**TASK GOAL**
Go over the entries and report the lines where the word "contract" occurs.

(Collected data)
* * * * * * * * *
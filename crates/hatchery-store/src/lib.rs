//! Local store for the Hatchery collection game.
//!
//! Persists the creature collection and the single token balance. The
//! controller depends only on the [`CreatureStore`] contract; this crate
//! ships two implementations.
//!
//! # Architecture
//!
//! ```text
//! Controller
//!     |
//!     +-- CreatureStore (trait)
//!         |-- SqliteStore   (embedded SQLite file, sqlx)
//!         +-- MemoryStore   (tests, write log + failure injection)
//! ```
//!
//! # Modules
//!
//! - [`store`] -- The [`CreatureStore`] contract
//! - [`sqlite`] -- `SQLite` pool, migrations, and row mapping
//! - [`memory`] -- In-memory implementation
//! - [`error`] -- Shared error types

pub mod error;
pub mod memory;
pub mod sqlite;
pub mod store;

// Re-export primary types for convenience.
pub use error::StoreError;
pub use memory::{MemoryStore, StoreWrite};
pub use sqlite::{SqliteConfig, SqliteStore};
pub use store::CreatureStore;
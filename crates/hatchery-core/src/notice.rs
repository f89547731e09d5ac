//! Single-slot transient notifications.
//!
//! A new notice replaces whatever is shown. Each notice removes itself
//! after [`NOTICE_TTL`] unless it has been replaced or dismissed first.

use std::sync::Arc;
use std::sync::atomic::{AtomicU64, Ordering};
use std::time::Duration;

use hatchery_types::{Notice, NoticeKind};
use tokio::sync::RwLock;

/// How long a notice stays visible without user action.
pub const NOTICE_TTL: Duration = Duration::from_secs(5);

/// Holder of the current notice.
///
/// Requires a Tokio runtime: [`notify`](Self::notify) spawns the
/// auto-dismiss timer.
#[derive(Debug, Default)]
pub struct Notifier {
    slot: Arc<RwLock<Option<Notice>>>,
    next_id: AtomicU64,
}

impl Notifier {
    /// Create an empty notifier.
    pub fn new() -> Self {
        Self::default()
    }

    /// Show a notice, replacing the current one. Returns its id.
    pub async fn notify(&self, kind: NoticeKind, message: impl Into<String>) -> u64 {
        let id = self.next_id.fetch_add(1, Ordering::Relaxed);
        let notice = Notice {
            id,
            kind,
            message: message.into(),
        };
        *self.slot.write().await = Some(notice);

        let slot = Arc::clone(&self.slot);
        tokio::spawn(async move {
            tokio::time::sleep(NOTICE_TTL).await;
            let mut current = slot.write().await;
            if current.as_ref().is_some_and(|shown| shown.id == id) {
                *current = None;
            }
        });

        id
    }

    /// The notice currently shown, if any.
    pub async fn current(&self) -> Option<Notice> {
        self.slot.read().await.clone()
    }

    /// Clear the slot.
    pub async fn dismiss(&self) {
        *self.slot.write().await = None;
    }
}

#[cfg(test)]
mod tests {
    use super::*;

    #[tokio::test(start_paused = true)]
    async fn notice_expires_after_ttl() {
        let notifier = Notifier::new();
        notifier.notify(NoticeKind::Success, "hatched").await;
        assert!(notifier.current().await.is_some());

        tokio::time::sleep(Duration::from_millis(4_900)).await;
        assert!(notifier.current().await.is_some());

        tokio::time::sleep(Duration::from_millis(200)).await;
        assert_eq!(notifier.current().await, None);
    }

    #[tokio::test(start_paused = true)]
    async fn newer_notice_survives_older_timer() {
        let notifier = Notifier::new();
        notifier.notify(NoticeKind::Error, "first").await;

        tokio::time::sleep(Duration::from_secs(3)).await;
        let second = notifier.notify(NoticeKind::Warning, "second").await;

        // First notice's timer fires here; the second must stay.
        tokio::time::sleep(Duration::from_millis(2_500)).await;
        let shown = notifier.current().await;
        assert_eq!(shown.as_ref().map(|n| n.id), Some(second));
        assert_eq!(shown.map(|n| n.message).as_deref(), Some("second"));

        tokio::time::sleep(Duration::from_secs(3)).await;
        assert_eq!(notifier.current().await, None);
    }

    #[tokio::test]
    async fn dismiss_clears_immediately() {
        let notifier = Notifier::new();
        notifier.notify(NoticeKind::Success, "ok").await;
        notifier.dismiss().await;
        assert_eq!(notifier.current().await, None);
    }

    #[tokio::test]
    async fn ids_increase() {
        let notifier = Notifier::new();
        let a = notifier.notify(NoticeKind::Success, "a").await;
        let b = notifier.notify(NoticeKind::Success, "b").await;
        assert!(b > a);
    }
}
//! Configuration for the Hatchery binary.
//!
//! All configuration is loaded from environment variables. Generation
//! backend variables are read by [`GeneratorConfig::from_env`].

use std::time::Duration;

use hatchery_genai::GeneratorConfig;
use hatchery_server::ServerConfig;
use hatchery_store::SqliteConfig;

use crate::error::LaunchError;

/// Default database location, relative to the working directory.
const DEFAULT_DATABASE_URL: &str = "sqlite://hatchery.db";

/// Tokens granted to a brand new wallet.
const DEFAULT_STARTING_BALANCE: u64 = 100;

/// Seconds to wait for a database connection.
const DEFAULT_DATABASE_TIMEOUT_SECS: u64 = 5;

/// Complete application configuration.
#[derive(Debug, Clone)]
pub struct AppConfig {
    /// Local database settings.
    pub store: SqliteConfig,
    /// HTTP listener settings.
    pub server: ServerConfig,
    /// Generation backends.
    pub generator: GeneratorConfig,
}

impl AppConfig {
    /// Load configuration from environment variables.
    ///
    /// Optional variables:
    /// - `HATCHERY_DATABASE_URL` -- `SQLite` URL (default `sqlite://hatchery.db`)
    /// - `HATCHERY_DATABASE_TIMEOUT_SECS` -- connection wait (default 5)
    /// - `HATCHERY_STARTING_BALANCE` -- balance of a new wallet (default 100)
    /// - `HATCHERY_HOST` -- bind address (default `127.0.0.1`)
    /// - `HATCHERY_PORT` -- bind port (default 8080)
    ///
    /// Plus the `LLM_TEXT_*` and `LLM_IMAGE_*` variables documented on
    /// [`GeneratorConfig::from_env`].
    pub fn from_env() -> Result<Self, LaunchError> {
        let database_url = std::env::var("HATCHERY_DATABASE_URL")
            .unwrap_or_else(|_| DEFAULT_DATABASE_URL.to_owned());

        let timeout_secs: u64 = parse_or(
            "HATCHERY_DATABASE_TIMEOUT_SECS",
            std::env::var("HATCHERY_DATABASE_TIMEOUT_SECS").ok(),
            DEFAULT_DATABASE_TIMEOUT_SECS,
        )?;

        let starting_balance: u64 = parse_or(
            "HATCHERY_STARTING_BALANCE",
            std::env::var("HATCHERY_STARTING_BALANCE").ok(),
            DEFAULT_STARTING_BALANCE,
        )?;

        let defaults = ServerConfig::default();
        let host = std::env::var("HATCHERY_HOST").unwrap_or(defaults.host);
        let port: u16 = parse_or("HATCHERY_PORT", std::env::var("HATCHERY_PORT").ok(), defaults.port)?;

        let generator = GeneratorConfig::from_env()?;

        Ok(Self {
            store: SqliteConfig::new(&database_url)
                .with_connect_timeout(Duration::from_secs(timeout_secs))
                .with_starting_balance(starting_balance),
            server: ServerConfig { host, port },
            generator,
        })
    }
}

/// Parse an optional raw value, falling back to `default` when unset.
fn parse_or<T>(name: &str, raw: Option<String>, default: T) -> Result<T, LaunchError>
where
    T: core::str::FromStr,
    T::Err: core::fmt::Display,
{
    raw.map_or(Ok(default), |value| {
        value
            .trim()
            .parse()
            .map_err(|e| LaunchError::Config(format!("invalid {name}: {e}")))
    })
}
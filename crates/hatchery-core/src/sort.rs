//! Display ordering of the collection.

use core::cmp::Reverse;

use hatchery_economy::rarity_rank;
use hatchery_types::{Creature, SortMode};

/// Order the collection for display.
///
/// Returns references into `creatures` in the requested order; the slice
/// itself is untouched. Ties keep their collection order.
pub fn sorted_view(creatures: &[Creature], mode: SortMode) -> Vec<&Creature> {
    let mut view: Vec<&Creature> = creatures.iter().collect();
    match mode {
        SortMode::DateDesc => view.sort_by_key(|c| Reverse(c.created_at)),
        SortMode::DateAsc => view.sort_by_key(|c| c.created_at),
        SortMode::RarityAsc => view.sort_by_key(|c| rarity_rank(c.rarity)),
        SortMode::RarityDesc => view.sort_by_key(|c| Reverse(rarity_rank(c.rarity))),
        SortMode::NameAsc => view.sort_by(|a, b| a.name.as_str().cmp(b.name.as_str())),
        SortMode::NameDesc => view.sort_by(|a, b| b.name.as_str().cmp(a.name.as_str())),
    }
    view
}
//! Core record structs: creatures, evolutions, image payloads, notices.

use chrono::{DateTime, Utc};
use serde::{Deserialize, Serialize};
use ts_rs::TS;

use crate::enums::{CreatureStatus, NoticeKind, Rarity};
use crate::ids::CreatureId;

// ---------------------------------------------------------------------------
// Image payload
// ---------------------------------------------------------------------------

/// A generated image, kept inline as base64.
#[derive(Debug, Clone, PartialEq, Eq, Serialize, Deserialize, TS)]
#[ts(export, export_to = "bindings/")]
pub struct ImagePayload {
    /// MIME type of the decoded bytes (e.g. `image/png`).
    pub mime_type: String,
    /// Base64-encoded image bytes.
    pub data_base64: String,
}

impl ImagePayload {
    /// Build a PNG payload from base64 data.
    pub fn png(data_base64: impl Into<String>) -> Self {
        Self {
            mime_type: "image/png".to_owned(),
            data_base64: data_base64.into(),
        }
    }
}

// ---------------------------------------------------------------------------
// Evolution
// ---------------------------------------------------------------------------

/// The three text fields returned by the evolution text call.
#[derive(Debug, Clone, PartialEq, Eq, Serialize, Deserialize, TS)]
#[ts(export, export_to = "bindings/")]
pub struct EvolutionText {
    /// Name of the evolved form.
    pub name: String,
    /// Flavour description of the evolved form.
    pub description: String,
    /// Short stats summary.
    pub stats: String,
}

/// A one-time augmentation attached to a creature.
#[derive(Debug, Clone, PartialEq, Eq, Serialize, Deserialize, TS)]
#[ts(export, export_to = "bindings/")]
pub struct Evolution {
    /// Name of the evolved form.
    pub name: String,
    /// Flavour description of the evolved form.
    pub description: String,
    /// Short stats summary.
    pub stats: String,
    /// Artwork of the evolved form.
    pub image: ImagePayload,
    /// When the evolution was attached.
    pub created_at: DateTime<Utc>,
}

impl Evolution {
    /// Assemble an evolution from its generated parts, stamped now.
    pub fn assemble(text: EvolutionText, image: ImagePayload) -> Self {
        Self {
            name: text.name,
            description: text.description,
            stats: text.stats,
            image,
            created_at: Utc::now(),
        }
    }
}

// ---------------------------------------------------------------------------
// Creature
// ---------------------------------------------------------------------------

/// A generated creature in the user's collection.
///
/// Immutable apart from two transitions: `status` owned to resold, and
/// attachment of an [`Evolution`].
#[derive(Debug, Clone, PartialEq, Eq, Serialize, Deserialize, TS)]
#[ts(export, export_to = "bindings/")]
pub struct Creature {
    /// Unique identity.
    pub id: CreatureId,
    /// Display name.
    pub name: String,
    /// Rarity tier.
    pub rarity: Rarity,
    /// Ownership status.
    pub status: CreatureStatus,
    /// Flavour text generated alongside the name.
    pub description: String,
    /// Primary artwork.
    pub image: ImagePayload,
    /// Creation timestamp.
    pub created_at: DateTime<Utc>,
    /// Optional evolution, at most one.
    pub evolution: Option<Evolution>,
}

impl Creature {
    /// Whether the creature is still in the collection.
    pub fn is_owned(&self) -> bool {
        self.status == CreatureStatus::Owned
    }

    /// Whether the evolve control should be offered.
    pub fn can_evolve(&self) -> bool {
        self.is_owned() && self.evolution.is_none()
    }
}

// ---------------------------------------------------------------------------
// Notice
// ---------------------------------------------------------------------------

/// A transient notification shown to the user.
#[derive(Debug, Clone, PartialEq, Eq, Serialize, Deserialize, TS)]
#[ts(export, export_to = "bindings/")]
pub struct Notice {
    /// Monotonic sequence number; distinguishes successive notices.
    pub id: u64,
    /// Severity.
    pub kind: NoticeKind,
    /// Human-readable message.
    pub message: String,
}
//! Image synthesis over an `OpenAI`-compatible `images/generations` API.
//!
//! Every request asks for exactly one square image returned inline as
//! base64, so the result can be stored next to the record without a second
//! download.

use hatchery_types::ImagePayload;

use crate::config::ImageBackendConfig;
use crate::error::GenerationError;
use crate::llm::read_json;

/// Square output size requested for all artwork.
pub const IMAGE_SIZE: &str = "1024x1024";

/// Client for the image synthesis endpoint.
pub struct ImageBackend {
    client: reqwest::Client,
    api_url: String,
    api_key: String,
    model: String,
}

impl ImageBackend {
    /// Create an image backend sharing the given HTTP client.
    pub fn new(client: reqwest::Client, config: &ImageBackendConfig) -> Self {
        Self {
            client,
            api_url: config.api_url.trim_end_matches('/').to_owned(),
            api_key: config.api_key.clone(),
            model: config.model.clone(),
        }
    }

    /// Generate one square image for the prompt.
    ///
    /// # Errors
    ///
    /// Returns [`GenerationError::Backend`] on HTTP failure and
    /// [`GenerationError::Malformed`] unless exactly one image comes back.
    pub async fn generate(&self, prompt: &str) -> Result<ImagePayload, GenerationError> {
        let url = format!("{}/images/generations", self.api_url);

        let body = serde_json::json!({
            "model": self.model,
            "prompt": prompt,
            "n": 1,
            "size": IMAGE_SIZE,
            "response_format": "b64_json"
        });

        let response = self
            .client
            .post(&url)
            .header("Authorization", format!("Bearer {}", self.api_key))
            .json(&body)
            .send()
            .await
            .map_err(|e| GenerationError::Backend(format!("image request failed: {e}")))?;

        let json = read_json(response, "image API").await?;
        extract_single_image(&json)
    }
}

/// Pull the single base64 image out of an `images/generations` response.
fn extract_single_image(json: &serde_json::Value) -> Result<ImagePayload, GenerationError> {
    let data = json
        .get("data")
        .and_then(serde_json::Value::as_array)
        .ok_or_else(|| GenerationError::Malformed("image response missing data array".to_owned()))?;

    let [only] = data.as_slice() else {
        return Err(GenerationError::Malformed(format!(
            "expected exactly one image, got {}",
            data.len()
        )));
    };

    only.get("b64_json")
        .and_then(serde_json::Value::as_str)
        .filter(|b64| !b64.is_empty())
        .map(ImagePayload::png)
        .ok_or_else(|| GenerationError::Malformed("image response missing data[0].b64_json".to_owned()))
}
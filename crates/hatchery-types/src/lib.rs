//! Shared type definitions for the Hatchery collection game.
//!
//! This crate is the single source of truth for the data model used across
//! the workspace. Types flow downstream to `TypeScript` via `ts-rs` for the
//! browser page.
//!
//! # Modules
//!
//! - [`ids`] -- Type-safe UUID wrappers
//! - [`enums`] -- Rarity tiers, statuses, sort modes, notice kinds
//! - [`structs`] -- Creature, evolution, image and notice records
//! - [`view`] -- Projections rendered by the presentation layer

pub mod enums;
pub mod ids;
pub mod structs;
pub mod view;

// Re-export all public types at crate root for convenience.
pub use enums::{CreatureStatus, NoticeKind, ParseLabelError, Rarity, SortMode};
pub use ids::CreatureId;
pub use structs::{Creature, Evolution, EvolutionText, ImagePayload, Notice};
pub use view::{ConfirmationView, ViewState};
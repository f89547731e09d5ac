//! Workflow tests for the controller.
//!
//! Every test drives a [`Controller`] over a [`MemoryStore`] and a scripted
//! fake generator, then checks the in-memory state, the store's write log,
//! and the notice shown to the user.

#![allow(
    clippy::unwrap_used,
    clippy::expect_used,
    clippy::indexing_slicing,
    clippy::arithmetic_side_effects,
    clippy::panic
)]

use std::collections::VecDeque;
use std::sync::Arc;
use std::sync::atomic::{AtomicUsize, Ordering};
use std::time::Duration;

use chrono::{TimeZone, Utc};
use hatchery_core::{AppError, ConfirmOutcome, Controller, NOTICE_TTL};
use hatchery_genai::{CreatureGenerator, GenerationError};
use hatchery_store::{CreatureStore, MemoryStore, StoreWrite};
use hatchery_types::{
    Creature, CreatureId, CreatureStatus, EvolutionText, ImagePayload, NoticeKind, Rarity,
    SortMode,
};
use tokio::sync::{Mutex, oneshot};

// ---------------------------------------------------------------------------
// Fake generator
// ---------------------------------------------------------------------------

/// Generator that replays scripted results.
///
/// Creatures must be scripted. Evolution calls succeed with derived content
/// unless a result was scripted. `hold` parks the next creature or
/// evolution-text call until the sender fires.
#[derive(Default)]
struct FakeGenerator {
    creatures: Mutex<VecDeque<Result<Creature, GenerationError>>>,
    texts: Mutex<VecDeque<Result<EvolutionText, GenerationError>>>,
    images: Mutex<VecDeque<Result<ImagePayload, GenerationError>>>,
    hold: Mutex<Option<oneshot::Receiver<()>>>,
    calls: AtomicUsize,
}

impl FakeGenerator {
    async fn script_creature(&self, result: Result<Creature, GenerationError>) {
        self.creatures.lock().await.push_back(result);
    }

    async fn script_text(&self, result: Result<EvolutionText, GenerationError>) {
        self.texts.lock().await.push_back(result);
    }

    async fn script_image(&self, result: Result<ImagePayload, GenerationError>) {
        self.images.lock().await.push_back(result);
    }

    async fn hold_next(&self) -> oneshot::Sender<()> {
        let (tx, rx) = oneshot::channel();
        *self.hold.lock().await = Some(rx);
        tx
    }

    fn calls(&self) -> usize {
        self.calls.load(Ordering::SeqCst)
    }

    /// Take any armed hold, count the call, then park on the hold.
    async fn enter_held(&self) {
        let held = self.hold.lock().await.take();
        self.calls.fetch_add(1, Ordering::SeqCst);
        if let Some(rx) = held {
            let _ = rx.await;
        }
    }
}
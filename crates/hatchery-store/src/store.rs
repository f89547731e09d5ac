//! The local store contract.
//!
//! The controller only ever talks to the store through [`CreatureStore`].
//! Every method is a full read or a full-record write; there are no partial
//! updates and no transactions spanning calls.

use core::future::Future;

use hatchery_types::Creature;

use crate::error::StoreError;

/// Persistence for the creature collection and the token balance.
///
/// Futures are `Send` so controller workflows can run on a multi-threaded
/// runtime and inside Axum handlers.
pub trait CreatureStore: Send + Sync + 'static {
    /// Every stored creature, newest first.
    fn get_all_creatures(&self) -> impl Future<Output = Result<Vec<Creature>, StoreError>> + Send;

    /// Insert a new creature record.
    fn add_creature(&self, creature: &Creature)
    -> impl Future<Output = Result<(), StoreError>> + Send;

    /// Replace a stored creature by identity.
    ///
    /// Returns [`StoreError::NotFound`] if no record has that identity.
    fn update_creature(
        &self,
        creature: &Creature,
    ) -> impl Future<Output = Result<(), StoreError>> + Send;

    /// The persisted token balance.
    fn get_balance(&self) -> impl Future<Output = Result<u64, StoreError>> + Send;

    /// Overwrite the persisted token balance.
    fn set_balance(&self, balance: u64) -> impl Future<Output = Result<(), StoreError>> + Send;
}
* * * * * * * * *
**ANSWER TO THIS PROBLEM**
//! controller depends only on the [`CreatureStore`] contract; this crate
//! - [`store`] -- The [`CreatureStore`] contract
//! The local store contract.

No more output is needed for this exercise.